Saved data entries
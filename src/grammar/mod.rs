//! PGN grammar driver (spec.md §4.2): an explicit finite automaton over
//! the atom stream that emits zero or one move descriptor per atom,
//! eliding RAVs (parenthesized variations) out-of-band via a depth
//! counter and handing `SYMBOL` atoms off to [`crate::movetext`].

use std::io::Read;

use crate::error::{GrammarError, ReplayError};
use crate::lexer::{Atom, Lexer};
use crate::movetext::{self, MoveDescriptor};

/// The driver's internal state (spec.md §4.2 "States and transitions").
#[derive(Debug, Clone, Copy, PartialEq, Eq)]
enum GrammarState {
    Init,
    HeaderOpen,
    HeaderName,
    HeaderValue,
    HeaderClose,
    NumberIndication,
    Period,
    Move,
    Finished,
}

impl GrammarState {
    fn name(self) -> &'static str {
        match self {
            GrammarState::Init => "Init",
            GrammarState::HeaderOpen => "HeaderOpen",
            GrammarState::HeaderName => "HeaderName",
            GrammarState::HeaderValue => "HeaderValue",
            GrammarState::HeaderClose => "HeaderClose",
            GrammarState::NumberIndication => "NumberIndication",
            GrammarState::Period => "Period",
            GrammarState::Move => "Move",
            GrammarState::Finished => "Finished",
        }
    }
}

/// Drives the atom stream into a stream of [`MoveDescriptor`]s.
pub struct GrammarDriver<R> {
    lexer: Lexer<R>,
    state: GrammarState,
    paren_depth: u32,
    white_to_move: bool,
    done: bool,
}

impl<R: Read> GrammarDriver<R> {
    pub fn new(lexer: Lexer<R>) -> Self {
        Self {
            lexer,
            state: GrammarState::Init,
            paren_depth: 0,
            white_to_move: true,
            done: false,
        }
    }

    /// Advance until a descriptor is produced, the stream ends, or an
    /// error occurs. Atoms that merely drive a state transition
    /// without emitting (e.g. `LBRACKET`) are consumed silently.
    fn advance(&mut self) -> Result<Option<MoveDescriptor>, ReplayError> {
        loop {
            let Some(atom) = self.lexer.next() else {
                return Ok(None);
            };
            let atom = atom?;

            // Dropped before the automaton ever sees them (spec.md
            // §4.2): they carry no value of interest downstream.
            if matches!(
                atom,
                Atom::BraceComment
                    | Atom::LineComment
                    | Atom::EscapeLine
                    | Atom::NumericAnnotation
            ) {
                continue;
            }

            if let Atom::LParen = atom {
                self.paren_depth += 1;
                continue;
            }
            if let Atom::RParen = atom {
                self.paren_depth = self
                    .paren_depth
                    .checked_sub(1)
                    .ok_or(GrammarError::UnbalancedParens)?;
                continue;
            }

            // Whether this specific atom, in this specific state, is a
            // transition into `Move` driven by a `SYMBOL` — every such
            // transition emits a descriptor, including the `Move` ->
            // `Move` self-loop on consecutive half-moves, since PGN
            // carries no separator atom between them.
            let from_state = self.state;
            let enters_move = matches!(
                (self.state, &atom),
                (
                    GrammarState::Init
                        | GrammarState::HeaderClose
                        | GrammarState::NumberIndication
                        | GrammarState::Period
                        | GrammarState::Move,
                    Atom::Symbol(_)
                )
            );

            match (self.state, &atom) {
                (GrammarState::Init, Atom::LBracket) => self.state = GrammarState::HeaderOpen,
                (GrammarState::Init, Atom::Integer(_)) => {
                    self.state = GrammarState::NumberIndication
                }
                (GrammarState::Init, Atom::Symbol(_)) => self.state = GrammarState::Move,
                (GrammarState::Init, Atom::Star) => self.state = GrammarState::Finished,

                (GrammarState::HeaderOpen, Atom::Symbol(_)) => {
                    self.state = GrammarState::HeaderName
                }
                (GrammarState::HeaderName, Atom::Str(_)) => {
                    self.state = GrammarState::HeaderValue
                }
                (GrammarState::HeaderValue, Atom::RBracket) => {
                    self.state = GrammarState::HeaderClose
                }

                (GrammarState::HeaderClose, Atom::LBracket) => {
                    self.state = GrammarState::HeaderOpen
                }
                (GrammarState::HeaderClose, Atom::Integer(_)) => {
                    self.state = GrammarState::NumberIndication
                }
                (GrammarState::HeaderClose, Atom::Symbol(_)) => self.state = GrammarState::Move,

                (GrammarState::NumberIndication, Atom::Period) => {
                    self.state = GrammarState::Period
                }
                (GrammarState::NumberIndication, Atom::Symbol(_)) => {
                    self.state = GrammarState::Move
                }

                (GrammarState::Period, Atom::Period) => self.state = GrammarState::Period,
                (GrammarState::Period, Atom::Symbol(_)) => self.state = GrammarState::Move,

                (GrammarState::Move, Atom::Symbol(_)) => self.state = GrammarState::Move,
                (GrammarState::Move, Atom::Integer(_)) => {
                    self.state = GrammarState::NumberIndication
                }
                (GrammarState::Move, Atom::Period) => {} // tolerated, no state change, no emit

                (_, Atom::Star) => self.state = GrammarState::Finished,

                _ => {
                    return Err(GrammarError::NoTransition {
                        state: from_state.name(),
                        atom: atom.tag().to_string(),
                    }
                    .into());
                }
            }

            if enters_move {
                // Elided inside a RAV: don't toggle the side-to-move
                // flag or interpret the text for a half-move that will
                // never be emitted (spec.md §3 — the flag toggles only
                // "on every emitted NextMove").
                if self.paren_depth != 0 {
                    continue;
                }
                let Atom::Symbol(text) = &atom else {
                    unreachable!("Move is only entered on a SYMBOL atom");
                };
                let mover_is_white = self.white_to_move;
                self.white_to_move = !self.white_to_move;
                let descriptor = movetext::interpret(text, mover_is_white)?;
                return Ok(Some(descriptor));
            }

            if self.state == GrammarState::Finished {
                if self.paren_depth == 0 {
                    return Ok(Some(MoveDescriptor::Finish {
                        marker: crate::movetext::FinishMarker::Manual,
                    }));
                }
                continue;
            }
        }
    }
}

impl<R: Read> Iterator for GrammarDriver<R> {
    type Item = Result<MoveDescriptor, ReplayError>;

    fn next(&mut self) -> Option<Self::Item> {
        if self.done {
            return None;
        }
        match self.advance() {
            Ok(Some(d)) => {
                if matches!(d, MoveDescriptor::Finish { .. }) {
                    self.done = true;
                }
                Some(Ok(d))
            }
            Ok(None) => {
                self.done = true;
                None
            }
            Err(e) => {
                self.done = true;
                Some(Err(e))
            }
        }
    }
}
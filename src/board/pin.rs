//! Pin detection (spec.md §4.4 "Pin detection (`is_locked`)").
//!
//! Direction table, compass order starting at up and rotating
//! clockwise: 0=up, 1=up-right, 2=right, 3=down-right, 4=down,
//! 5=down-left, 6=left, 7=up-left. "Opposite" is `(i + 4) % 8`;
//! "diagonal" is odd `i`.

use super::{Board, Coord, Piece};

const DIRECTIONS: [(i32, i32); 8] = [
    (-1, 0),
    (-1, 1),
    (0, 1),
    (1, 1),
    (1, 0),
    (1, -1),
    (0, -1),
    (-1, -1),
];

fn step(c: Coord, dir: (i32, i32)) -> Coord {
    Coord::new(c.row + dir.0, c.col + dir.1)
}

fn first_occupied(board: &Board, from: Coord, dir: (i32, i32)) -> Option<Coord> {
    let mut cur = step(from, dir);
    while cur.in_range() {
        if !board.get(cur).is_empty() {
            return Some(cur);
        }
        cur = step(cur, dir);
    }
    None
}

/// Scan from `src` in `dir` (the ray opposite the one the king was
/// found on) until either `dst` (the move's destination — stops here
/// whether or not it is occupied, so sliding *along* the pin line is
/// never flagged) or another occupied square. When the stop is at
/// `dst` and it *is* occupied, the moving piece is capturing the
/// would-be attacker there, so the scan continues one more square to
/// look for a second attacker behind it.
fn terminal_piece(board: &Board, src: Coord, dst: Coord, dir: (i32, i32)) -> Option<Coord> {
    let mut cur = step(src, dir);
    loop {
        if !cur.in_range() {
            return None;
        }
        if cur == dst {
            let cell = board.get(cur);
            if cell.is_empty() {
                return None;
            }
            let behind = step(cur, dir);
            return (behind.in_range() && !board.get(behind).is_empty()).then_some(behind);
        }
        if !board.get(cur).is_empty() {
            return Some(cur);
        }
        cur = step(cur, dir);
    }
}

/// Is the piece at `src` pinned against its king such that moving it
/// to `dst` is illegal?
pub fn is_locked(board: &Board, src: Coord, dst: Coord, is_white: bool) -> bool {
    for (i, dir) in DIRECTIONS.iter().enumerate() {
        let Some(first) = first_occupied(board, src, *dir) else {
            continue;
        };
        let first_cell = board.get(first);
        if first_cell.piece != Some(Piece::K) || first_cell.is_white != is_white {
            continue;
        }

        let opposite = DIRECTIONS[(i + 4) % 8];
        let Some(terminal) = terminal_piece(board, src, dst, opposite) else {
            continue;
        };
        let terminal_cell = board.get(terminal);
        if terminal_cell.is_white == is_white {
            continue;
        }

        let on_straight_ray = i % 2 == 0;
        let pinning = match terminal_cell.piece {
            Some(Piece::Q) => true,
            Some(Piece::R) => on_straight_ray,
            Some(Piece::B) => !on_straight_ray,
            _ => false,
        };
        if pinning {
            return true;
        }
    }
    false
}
...
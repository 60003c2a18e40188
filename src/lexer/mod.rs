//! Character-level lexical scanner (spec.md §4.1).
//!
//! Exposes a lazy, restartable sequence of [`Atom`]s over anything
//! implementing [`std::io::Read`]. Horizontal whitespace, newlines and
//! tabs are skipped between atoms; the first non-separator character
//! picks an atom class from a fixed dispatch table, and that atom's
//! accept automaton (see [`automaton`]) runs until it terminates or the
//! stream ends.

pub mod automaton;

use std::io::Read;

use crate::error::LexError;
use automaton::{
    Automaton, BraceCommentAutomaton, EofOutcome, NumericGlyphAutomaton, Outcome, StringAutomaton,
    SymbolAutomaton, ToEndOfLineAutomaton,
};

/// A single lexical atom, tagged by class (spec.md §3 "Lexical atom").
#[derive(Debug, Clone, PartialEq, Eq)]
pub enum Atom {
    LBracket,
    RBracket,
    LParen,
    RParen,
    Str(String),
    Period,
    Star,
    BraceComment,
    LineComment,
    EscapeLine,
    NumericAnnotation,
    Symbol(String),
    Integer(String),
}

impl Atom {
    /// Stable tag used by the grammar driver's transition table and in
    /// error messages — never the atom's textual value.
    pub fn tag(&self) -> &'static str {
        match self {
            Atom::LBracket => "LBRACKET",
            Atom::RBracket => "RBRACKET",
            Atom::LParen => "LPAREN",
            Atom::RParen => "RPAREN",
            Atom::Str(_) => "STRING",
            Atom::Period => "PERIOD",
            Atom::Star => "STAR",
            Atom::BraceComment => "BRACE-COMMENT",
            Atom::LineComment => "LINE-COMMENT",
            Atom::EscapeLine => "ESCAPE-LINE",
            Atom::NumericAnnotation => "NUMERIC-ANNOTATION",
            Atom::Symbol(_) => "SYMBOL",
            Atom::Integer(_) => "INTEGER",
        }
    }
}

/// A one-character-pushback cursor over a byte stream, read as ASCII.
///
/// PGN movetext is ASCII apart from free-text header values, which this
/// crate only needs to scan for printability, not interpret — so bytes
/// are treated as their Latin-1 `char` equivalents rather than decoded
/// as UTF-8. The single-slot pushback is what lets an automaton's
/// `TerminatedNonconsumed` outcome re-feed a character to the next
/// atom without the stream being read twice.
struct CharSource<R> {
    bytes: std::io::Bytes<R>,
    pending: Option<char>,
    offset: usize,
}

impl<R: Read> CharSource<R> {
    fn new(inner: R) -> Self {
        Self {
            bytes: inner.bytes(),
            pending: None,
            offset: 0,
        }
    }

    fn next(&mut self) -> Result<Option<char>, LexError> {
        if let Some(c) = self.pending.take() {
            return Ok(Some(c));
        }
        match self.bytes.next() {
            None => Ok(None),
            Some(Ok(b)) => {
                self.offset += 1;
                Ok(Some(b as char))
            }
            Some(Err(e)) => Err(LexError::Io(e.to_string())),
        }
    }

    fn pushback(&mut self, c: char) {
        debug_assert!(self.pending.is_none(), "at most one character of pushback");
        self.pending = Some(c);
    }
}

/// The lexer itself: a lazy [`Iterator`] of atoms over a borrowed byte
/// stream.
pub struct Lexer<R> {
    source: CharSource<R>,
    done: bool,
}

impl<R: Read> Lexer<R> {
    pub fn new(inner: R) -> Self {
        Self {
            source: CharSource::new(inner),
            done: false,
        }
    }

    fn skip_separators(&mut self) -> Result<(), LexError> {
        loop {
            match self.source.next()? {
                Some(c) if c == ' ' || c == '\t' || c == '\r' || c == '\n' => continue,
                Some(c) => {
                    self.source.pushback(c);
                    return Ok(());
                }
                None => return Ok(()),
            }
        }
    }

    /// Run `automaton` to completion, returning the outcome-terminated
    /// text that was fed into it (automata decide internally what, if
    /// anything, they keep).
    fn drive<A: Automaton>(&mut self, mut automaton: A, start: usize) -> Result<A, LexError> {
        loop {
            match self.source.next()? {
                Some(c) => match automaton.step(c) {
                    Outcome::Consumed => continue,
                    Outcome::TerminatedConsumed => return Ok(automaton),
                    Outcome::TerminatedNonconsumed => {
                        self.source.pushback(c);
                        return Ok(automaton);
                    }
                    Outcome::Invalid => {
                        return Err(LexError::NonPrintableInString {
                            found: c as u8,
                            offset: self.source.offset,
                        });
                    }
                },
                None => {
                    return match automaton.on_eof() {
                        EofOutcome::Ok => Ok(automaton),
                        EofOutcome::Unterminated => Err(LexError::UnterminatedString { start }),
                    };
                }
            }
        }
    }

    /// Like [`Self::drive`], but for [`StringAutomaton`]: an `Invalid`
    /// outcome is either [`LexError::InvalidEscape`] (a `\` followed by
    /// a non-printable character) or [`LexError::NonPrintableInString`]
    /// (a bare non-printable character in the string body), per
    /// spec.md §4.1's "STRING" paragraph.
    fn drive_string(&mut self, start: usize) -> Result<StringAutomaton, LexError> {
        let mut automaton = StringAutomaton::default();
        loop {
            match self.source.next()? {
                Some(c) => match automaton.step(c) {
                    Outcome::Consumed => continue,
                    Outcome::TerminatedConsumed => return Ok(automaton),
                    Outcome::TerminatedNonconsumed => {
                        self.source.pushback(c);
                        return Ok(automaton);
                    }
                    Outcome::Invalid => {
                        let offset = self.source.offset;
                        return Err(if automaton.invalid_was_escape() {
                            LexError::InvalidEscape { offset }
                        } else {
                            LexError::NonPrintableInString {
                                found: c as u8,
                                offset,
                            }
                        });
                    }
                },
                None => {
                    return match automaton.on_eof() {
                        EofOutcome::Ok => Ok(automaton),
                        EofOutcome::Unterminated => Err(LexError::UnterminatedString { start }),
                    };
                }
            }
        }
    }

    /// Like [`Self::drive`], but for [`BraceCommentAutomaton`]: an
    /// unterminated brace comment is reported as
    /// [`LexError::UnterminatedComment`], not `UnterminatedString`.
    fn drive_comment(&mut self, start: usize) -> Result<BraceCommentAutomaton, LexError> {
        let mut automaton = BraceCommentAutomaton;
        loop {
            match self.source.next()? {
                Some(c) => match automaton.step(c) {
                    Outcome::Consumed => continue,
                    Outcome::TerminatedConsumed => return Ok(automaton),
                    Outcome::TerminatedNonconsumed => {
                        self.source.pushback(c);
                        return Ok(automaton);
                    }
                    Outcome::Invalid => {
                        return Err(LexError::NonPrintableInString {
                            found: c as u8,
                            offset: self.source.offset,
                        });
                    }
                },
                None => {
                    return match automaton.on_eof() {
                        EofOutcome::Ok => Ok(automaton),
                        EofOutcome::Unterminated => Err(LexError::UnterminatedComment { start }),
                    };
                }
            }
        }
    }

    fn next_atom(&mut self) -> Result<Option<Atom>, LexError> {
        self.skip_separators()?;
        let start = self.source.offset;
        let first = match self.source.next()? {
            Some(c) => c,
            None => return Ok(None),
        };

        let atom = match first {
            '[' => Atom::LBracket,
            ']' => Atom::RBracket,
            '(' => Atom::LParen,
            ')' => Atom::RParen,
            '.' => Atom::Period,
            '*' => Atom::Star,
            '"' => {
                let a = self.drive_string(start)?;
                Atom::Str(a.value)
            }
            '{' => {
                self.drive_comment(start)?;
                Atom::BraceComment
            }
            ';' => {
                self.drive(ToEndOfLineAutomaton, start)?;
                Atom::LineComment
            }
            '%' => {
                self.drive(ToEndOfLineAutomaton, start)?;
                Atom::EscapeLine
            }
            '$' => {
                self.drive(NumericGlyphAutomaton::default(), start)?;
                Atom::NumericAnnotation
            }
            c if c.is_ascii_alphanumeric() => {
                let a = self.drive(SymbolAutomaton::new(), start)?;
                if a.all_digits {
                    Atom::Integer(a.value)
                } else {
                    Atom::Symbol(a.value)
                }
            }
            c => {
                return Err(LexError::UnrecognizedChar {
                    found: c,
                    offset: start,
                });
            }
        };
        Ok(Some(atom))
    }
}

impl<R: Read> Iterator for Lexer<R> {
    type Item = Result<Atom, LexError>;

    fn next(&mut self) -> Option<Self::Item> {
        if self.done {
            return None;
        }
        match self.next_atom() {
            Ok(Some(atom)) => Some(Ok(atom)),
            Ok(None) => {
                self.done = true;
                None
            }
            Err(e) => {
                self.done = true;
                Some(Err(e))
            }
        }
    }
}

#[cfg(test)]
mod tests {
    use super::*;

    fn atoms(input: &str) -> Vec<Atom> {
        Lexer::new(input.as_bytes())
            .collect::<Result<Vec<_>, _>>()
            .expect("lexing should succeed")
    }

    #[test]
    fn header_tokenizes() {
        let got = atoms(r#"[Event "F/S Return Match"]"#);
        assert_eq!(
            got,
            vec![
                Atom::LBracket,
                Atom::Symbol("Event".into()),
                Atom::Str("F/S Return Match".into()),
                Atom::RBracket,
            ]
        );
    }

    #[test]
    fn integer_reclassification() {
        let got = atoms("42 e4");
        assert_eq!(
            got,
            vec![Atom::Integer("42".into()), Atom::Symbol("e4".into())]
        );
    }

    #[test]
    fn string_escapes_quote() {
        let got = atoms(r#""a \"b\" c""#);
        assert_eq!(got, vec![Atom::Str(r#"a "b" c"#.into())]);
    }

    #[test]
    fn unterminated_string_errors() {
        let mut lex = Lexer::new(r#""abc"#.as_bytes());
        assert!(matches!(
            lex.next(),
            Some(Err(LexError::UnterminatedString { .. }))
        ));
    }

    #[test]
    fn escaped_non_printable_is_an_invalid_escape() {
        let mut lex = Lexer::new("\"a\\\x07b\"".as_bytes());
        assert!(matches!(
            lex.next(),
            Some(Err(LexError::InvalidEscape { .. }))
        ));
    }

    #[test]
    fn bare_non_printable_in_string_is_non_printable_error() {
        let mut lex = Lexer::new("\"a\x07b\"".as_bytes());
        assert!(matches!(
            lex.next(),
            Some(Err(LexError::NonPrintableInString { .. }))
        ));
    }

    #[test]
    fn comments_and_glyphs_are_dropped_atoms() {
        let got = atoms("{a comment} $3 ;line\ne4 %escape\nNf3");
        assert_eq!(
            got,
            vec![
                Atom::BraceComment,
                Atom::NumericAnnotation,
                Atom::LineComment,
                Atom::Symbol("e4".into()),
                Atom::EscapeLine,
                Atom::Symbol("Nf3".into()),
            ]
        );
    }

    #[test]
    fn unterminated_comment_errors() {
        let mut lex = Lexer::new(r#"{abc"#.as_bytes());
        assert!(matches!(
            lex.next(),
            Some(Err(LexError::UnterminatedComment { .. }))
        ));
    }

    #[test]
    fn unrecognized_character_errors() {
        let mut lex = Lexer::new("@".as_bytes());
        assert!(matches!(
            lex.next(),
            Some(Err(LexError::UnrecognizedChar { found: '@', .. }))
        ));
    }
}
* * *
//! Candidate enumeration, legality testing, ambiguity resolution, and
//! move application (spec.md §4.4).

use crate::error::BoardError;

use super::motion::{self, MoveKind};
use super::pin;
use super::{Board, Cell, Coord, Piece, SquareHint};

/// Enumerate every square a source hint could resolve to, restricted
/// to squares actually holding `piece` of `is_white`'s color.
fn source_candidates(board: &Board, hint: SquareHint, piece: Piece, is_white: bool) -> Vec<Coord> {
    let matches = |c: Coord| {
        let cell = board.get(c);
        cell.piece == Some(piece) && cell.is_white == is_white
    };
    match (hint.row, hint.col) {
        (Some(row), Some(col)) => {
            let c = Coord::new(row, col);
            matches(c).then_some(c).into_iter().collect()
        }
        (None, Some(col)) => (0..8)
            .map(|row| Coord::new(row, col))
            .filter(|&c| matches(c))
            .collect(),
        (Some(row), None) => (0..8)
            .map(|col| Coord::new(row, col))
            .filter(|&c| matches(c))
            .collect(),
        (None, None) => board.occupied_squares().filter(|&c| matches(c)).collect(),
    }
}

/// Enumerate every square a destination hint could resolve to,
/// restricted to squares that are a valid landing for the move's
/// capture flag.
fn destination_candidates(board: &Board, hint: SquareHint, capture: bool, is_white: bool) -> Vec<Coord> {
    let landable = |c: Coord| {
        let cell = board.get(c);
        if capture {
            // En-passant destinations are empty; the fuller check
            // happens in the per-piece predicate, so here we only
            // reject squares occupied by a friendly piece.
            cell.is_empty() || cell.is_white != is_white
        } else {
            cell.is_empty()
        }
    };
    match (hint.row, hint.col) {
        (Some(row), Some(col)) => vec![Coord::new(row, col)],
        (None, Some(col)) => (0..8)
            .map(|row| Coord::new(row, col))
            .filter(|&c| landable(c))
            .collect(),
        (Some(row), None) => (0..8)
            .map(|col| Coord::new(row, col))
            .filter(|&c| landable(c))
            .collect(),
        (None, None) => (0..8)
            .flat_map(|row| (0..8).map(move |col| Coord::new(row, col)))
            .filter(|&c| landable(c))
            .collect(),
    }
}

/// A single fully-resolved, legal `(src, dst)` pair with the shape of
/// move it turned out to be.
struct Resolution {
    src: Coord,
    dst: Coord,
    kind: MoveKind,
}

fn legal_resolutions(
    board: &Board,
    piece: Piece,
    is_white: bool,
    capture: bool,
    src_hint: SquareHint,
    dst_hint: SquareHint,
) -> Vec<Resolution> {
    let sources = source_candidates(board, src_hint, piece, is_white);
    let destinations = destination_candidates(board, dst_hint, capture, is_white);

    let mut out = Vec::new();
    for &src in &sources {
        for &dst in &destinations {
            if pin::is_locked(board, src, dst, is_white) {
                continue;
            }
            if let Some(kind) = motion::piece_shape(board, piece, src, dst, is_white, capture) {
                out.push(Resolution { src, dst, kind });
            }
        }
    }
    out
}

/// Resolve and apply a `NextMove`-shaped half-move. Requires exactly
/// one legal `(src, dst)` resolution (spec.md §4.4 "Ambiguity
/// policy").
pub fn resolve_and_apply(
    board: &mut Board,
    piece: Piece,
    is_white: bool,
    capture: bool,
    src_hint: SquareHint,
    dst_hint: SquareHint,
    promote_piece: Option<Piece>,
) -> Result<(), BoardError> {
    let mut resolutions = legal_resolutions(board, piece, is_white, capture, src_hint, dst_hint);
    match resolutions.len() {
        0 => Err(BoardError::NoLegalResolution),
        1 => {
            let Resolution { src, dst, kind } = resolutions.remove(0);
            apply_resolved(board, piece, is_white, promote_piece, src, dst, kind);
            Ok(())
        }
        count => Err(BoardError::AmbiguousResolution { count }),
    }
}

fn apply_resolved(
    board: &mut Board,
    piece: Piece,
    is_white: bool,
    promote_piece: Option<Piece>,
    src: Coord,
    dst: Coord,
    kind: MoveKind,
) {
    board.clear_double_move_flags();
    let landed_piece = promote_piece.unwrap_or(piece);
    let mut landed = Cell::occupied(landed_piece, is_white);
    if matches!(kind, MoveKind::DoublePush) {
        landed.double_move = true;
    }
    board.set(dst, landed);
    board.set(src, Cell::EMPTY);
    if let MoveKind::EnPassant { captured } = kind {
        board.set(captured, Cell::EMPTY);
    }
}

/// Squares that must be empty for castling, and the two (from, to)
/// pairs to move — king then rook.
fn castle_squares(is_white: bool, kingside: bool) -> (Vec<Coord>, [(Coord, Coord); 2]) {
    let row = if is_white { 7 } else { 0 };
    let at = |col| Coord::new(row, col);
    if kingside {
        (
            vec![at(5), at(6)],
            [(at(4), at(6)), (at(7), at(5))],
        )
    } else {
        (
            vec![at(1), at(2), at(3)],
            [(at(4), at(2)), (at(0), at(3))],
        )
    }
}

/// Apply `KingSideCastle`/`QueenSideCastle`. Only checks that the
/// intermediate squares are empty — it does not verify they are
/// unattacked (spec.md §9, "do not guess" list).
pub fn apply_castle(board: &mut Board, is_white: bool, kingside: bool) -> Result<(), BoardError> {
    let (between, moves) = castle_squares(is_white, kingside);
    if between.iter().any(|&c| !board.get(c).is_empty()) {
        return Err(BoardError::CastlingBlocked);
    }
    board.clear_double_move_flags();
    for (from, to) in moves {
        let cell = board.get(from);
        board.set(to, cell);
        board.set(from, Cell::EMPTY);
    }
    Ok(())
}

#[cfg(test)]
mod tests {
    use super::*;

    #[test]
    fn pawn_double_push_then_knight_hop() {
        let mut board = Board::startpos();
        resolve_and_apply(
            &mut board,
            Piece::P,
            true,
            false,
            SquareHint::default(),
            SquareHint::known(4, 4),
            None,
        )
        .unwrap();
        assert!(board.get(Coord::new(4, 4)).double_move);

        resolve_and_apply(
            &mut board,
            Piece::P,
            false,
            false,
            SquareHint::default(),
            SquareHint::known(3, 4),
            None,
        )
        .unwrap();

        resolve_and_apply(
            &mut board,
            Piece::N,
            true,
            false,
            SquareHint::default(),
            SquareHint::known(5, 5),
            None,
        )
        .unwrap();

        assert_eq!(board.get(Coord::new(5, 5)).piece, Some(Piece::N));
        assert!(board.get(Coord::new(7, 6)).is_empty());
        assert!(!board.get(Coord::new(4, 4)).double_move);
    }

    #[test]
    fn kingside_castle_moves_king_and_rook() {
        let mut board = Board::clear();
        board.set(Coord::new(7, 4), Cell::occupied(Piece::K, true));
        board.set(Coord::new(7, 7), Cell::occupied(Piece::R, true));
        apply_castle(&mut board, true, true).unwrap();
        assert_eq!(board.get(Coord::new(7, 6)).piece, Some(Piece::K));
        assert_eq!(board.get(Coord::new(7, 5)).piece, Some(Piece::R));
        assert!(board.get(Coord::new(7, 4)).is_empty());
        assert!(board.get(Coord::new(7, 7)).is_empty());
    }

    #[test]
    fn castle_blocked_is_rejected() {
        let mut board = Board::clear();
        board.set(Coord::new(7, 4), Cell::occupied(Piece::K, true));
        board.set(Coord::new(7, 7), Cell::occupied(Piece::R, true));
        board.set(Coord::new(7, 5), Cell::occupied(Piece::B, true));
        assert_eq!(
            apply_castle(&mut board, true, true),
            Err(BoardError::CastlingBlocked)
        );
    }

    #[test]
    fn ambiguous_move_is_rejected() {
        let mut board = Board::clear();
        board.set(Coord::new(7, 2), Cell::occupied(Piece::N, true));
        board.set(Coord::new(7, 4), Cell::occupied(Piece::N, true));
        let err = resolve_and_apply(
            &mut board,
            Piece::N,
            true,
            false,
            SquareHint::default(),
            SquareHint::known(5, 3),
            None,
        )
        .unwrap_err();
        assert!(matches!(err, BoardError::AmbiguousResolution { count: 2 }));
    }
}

Exercise details
Your answer should be the lines above from the one containing "(GrammarState::Period, Atom::Period) =>" through the one containing "let mover_is_white = self.white_to_move;", copied exactly and with both ends kept.

Completed exercise
                (GrammarState::Period, Atom::Period) => self.state = GrammarState::Period,
                (GrammarState::Period, Atom::Symbol(_)) => self.state = GrammarState::Move,

                (GrammarState::Move, Atom::Symbol(_)) => self.state = GrammarState::Move,
                (GrammarState::Move, Atom::Integer(_)) => {
                    self.state = GrammarState::NumberIndication
                }
                (GrammarState::Move, Atom::Period) => {} // tolerated, no state change, no emit

                (_, Atom::Star) => self.state = GrammarState::Finished,

                _ => {
                    return Err(GrammarError::NoTransition {
                        state: from_state.name(),
                        atom: atom.tag().to_string(),
                    }
                    .into());
                }
            }

            if enters_move {
                // Elided inside a RAV: don't toggle the side-to-move
                // flag or interpret the text for a half-move that will
                // never be emitted (spec.md §3 — the flag toggles only
                // "on every emitted NextMove").
                if self.paren_depth != 0 {
                    continue;
                }
                let Atom::Symbol(text) = &atom else {
                    unreachable!("Move is only entered on a SYMBOL atom");
                };
                let mover_is_white = self.white_to_move;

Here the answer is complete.